To expand on your edits, it's probably worth illustrating how interest is paid in normally amortized loans.

Assuming your loan was for $21,500 at 6% for 72 months and you're 24 months in, you've paid $2,223 in interest so far. Your first interest payment was $107, your 24th interest payment was $77.

Mo        Principle Remaining         Mon. Interest         Mon. Payment
1           $21,500                      $107.50              $356.32
12          $18,693                      $ 93.46              $356.32
24          $15,451                      $ 77.26              $356.32
36          $12,008                      $ 60.04              $356.32
48          $ 8,354                      $ 41.77              $356.32
60          $ 4,473                      $ 22.37              $356.32
72          $   354                      $  1.77              $356.32

Over time as your principle remaining reduces so does your monthly interest charge. Considering this, in your first 24 months you've paid $2,223 in interest but in the remaining 48 months you'll pay just $1,931 more.

At this point considering say a refinanced interest rate of 3%. You have this decision for the remaining balance on the car of $15,172 (based on my loan above)

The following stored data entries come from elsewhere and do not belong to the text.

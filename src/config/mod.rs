mod file_config;

pub use file_config::{FileConfig, LedgerConfig, StoreConfig};

use crate::server::RequestsLoggingLevel;
use anyhow::{bail, Result};
use clap::ValueEnum;

/// Environment variable holding the point store URL.
pub const STORE_URL_ENV: &str = "POINTS_STORE_URL";
/// Environment variable holding the point store access key.
pub const STORE_KEY_ENV: &str = "POINTS_STORE_KEY";

/// CLI arguments that can be used for config resolution.
/// This struct mirrors the CLI arguments that can be overridden by TOML config.
#[derive(Debug, Clone, Default)]
pub struct CliConfig {
    pub store_url: Option<String>,
    pub store_key: Option<String>,
    pub store_timeout_sec: Option<u64>,
    pub port: u16,
    pub metrics_port: u16,
    pub logging_level: RequestsLoggingLevel,
    pub frontend_dir_path: Option<String>,
    pub redemption_cost: Option<u32>,
    pub accrual_amount: Option<u32>,
    pub max_accrual_amount: Option<u32>,
    pub reward_name: Option<String>,
}

#[derive(Debug, Clone)]
pub struct AppConfig {
    // Core settings
    pub port: u16,
    pub metrics_port: u16,
    pub logging_level: RequestsLoggingLevel,
    pub frontend_dir_path: Option<String>,

    pub store: StoreSettings,
    pub ledger: LedgerSettings,
}

#[derive(Debug, Clone, PartialEq)]
pub struct StoreSettings {
    pub url: String,
    pub key: String,
    pub timeout_sec: u64,
    /// Path of the REST API below `url`.
    pub rest_path: String,
    pub points_table: String,
    pub history_table: String,
}

impl Default for StoreSettings {
    fn default() -> Self {
        Self {
            url: String::new(),
            key: String::new(),
            timeout_sec: 30,
            rest_path: "rest/v1".to_string(),
            points_table: "points".to_string(),
            history_table: "redemption_history".to_string(),
        }
    }
}

/// Business rules of the kiosk.
#[derive(Debug, Clone, PartialEq)]
pub struct LedgerSettings {
    /// Points taken from the balance by one redemption.
    pub redemption_cost: u32,
    /// Points granted by one plain accrual (one tap of the submit button).
    pub accrual_amount: u32,
    /// Largest amount a single accrual may add.
    pub max_accrual_amount: u32,
    /// How many times a guarded balance update is attempted before giving up.
    pub max_update_attempts: u32,
    /// What the customer gets for a redemption, shown in messages.
    pub reward_name: String,
}

impl Default for LedgerSettings {
    fn default() -> Self {
        Self {
            redemption_cost: 10,
            accrual_amount: 1,
            max_accrual_amount: 10,
            max_update_attempts: 3,
            reward_name: "a free drink".to_string(),
        }
    }
}

impl LedgerSettings {
    pub fn validate(&self) -> Result<()> {
        if self.redemption_cost == 0 {
            bail!("redemption_cost must be at least 1");
        }
        if self.max_accrual_amount == 0 {
            bail!("max_accrual_amount must be at least 1");
        }
        if self.accrual_amount == 0 || self.accrual_amount > self.max_accrual_amount {
            bail!(
                "accrual_amount must be between 1 and max_accrual_amount ({}), got {}",
                self.max_accrual_amount,
                self.accrual_amount
            );
        }
        if self.max_update_attempts == 0 {
            bail!("max_update_attempts must be at least 1");
        }
        Ok(())
    }
}

impl AppConfig {
    /// Resolve configuration from CLI arguments and optional TOML file config.
    /// TOML values override CLI values where present.
    pub fn resolve(cli: &CliConfig, file_config: Option<FileConfig>) -> Result<Self> {
        let file = file_config.unwrap_or_default();

        let port = file.port.unwrap_or(cli.port);
        let metrics_port = file.metrics_port.unwrap_or(cli.metrics_port);

        let logging_level = file
            .logging_level
            .and_then(|s| parse_logging_level(&s))
            .unwrap_or_else(|| cli.logging_level.clone());

        let frontend_dir_path = file
            .frontend_dir_path
            .or_else(|| cli.frontend_dir_path.clone());

        let store = resolve_store(cli, file.store.unwrap_or_default())?;

        let ledger_file = file.ledger.unwrap_or_default();
        let defaults = LedgerSettings::default();
        let ledger = LedgerSettings {
            redemption_cost: ledger_file
                .redemption_cost
                .or(cli.redemption_cost)
                .unwrap_or(defaults.redemption_cost),
            accrual_amount: ledger_file
                .accrual_amount
                .or(cli.accrual_amount)
                .unwrap_or(defaults.accrual_amount),
            max_accrual_amount: ledger_file
                .max_accrual_amount
                .or(cli.max_accrual_amount)
                .unwrap_or(defaults.max_accrual_amount),
            max_update_attempts: ledger_file
                .max_update_attempts
                .unwrap_or(defaults.max_update_attempts),
            reward_name: ledger_file
                .reward_name
                .or_else(|| cli.reward_name.clone())
                .unwrap_or(defaults.reward_name),
        };
        ledger.validate()?;

        Ok(Self {
            port,
            metrics_port,
            logging_level,
            frontend_dir_path,
            store,
            ledger,
        })
    }
}

/// Resolves where the points live. The URL and key have no defaults: a kiosk
/// without them cannot do anything, so their absence fails startup.
pub fn resolve_store(cli: &CliConfig, file: StoreConfig) -> Result<StoreSettings> {
    let defaults = StoreSettings::default();

    let url = file
        .url
        .or_else(|| cli.store_url.clone())
        .filter(|url| !url.trim().is_empty())
        .ok_or_else(|| {
            anyhow::anyhow!(
                "store url must be specified via --store-url, {} or [store] url in config file",
                STORE_URL_ENV
            )
        })?;
    if let Err(err) = reqwest::Url::parse(&url) {
        bail!("store url {:?} is not a valid URL: {}", url, err);
    }

    let key = file
        .key
        .or_else(|| cli.store_key.clone())
        .filter(|key| !key.trim().is_empty())
        .ok_or_else(|| {
            anyhow::anyhow!(
                "store key must be specified via --store-key, {} or [store] key in config file",
                STORE_KEY_ENV
            )
        })?;

    Ok(StoreSettings {
        url,
        key,
        timeout_sec: file
            .timeout_sec
            .or(cli.store_timeout_sec)
            .unwrap_or(defaults.timeout_sec),
        rest_path: file.rest_path.unwrap_or(defaults.rest_path),
        points_table: file.points_table.unwrap_or(defaults.points_table),
        history_table: file.history_table.unwrap_or(defaults.history_table),
    })
}

/// Parses a logging level string into RequestsLoggingLevel.
/// Uses clap's ValueEnum trait for parsing.
fn parse_logging_level(s: &str) -> Option<RequestsLoggingLevel> {
    RequestsLoggingLevel::from_str(s, true).ok()
}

    Opt:        Pmts Remaining   Mon. Payment  Total Interest   Saving from Current 
 1 Do Nothing         48           $356.32         $1,931.13       $    0.00
 2 Refi 72@3%         72           $230.52         $1,425.33       $  505.80
 3 Refi 60@3%         60           $272.62         $1,186.26       $  745.87
 4 Refi 48@3%         48           $335.82         $  947.46       $  983.67
 5 Refi 36@3%         36           $441.22         $  711.92       $1,219.21
  • Option 1: Leave Everything alone
  • Option 2: Refinance to new 72 months loan at 3%
  • Option 3: Refinance to new 60 months loan at 3%
  • Option 4: Refinance to new 48 months loan at 3%
  • Option 5: Refinance to new 36 months loan at 3%

Just remember that the savings is over the remaining life of the loan and doesn't take in to account any fees your bank may charge for processing the loan. For instance, refinancing to option 3 yields an interest savings of $12.43 per month ($745.87/60). Realistically the new refinance loan durations probably wouldn't all be available at the same interest rate. This is really to illustrate that the bulk of the interest on your current loan has been paid already and you're dealing with relatively much smaller numbers and a refinance charge of even $100 could significantly impact your real interest savings. This also doesn't address that your car will likely be upside down for a time if you entertain another 72 month loan which will hinder your ability to sell or refinance it again.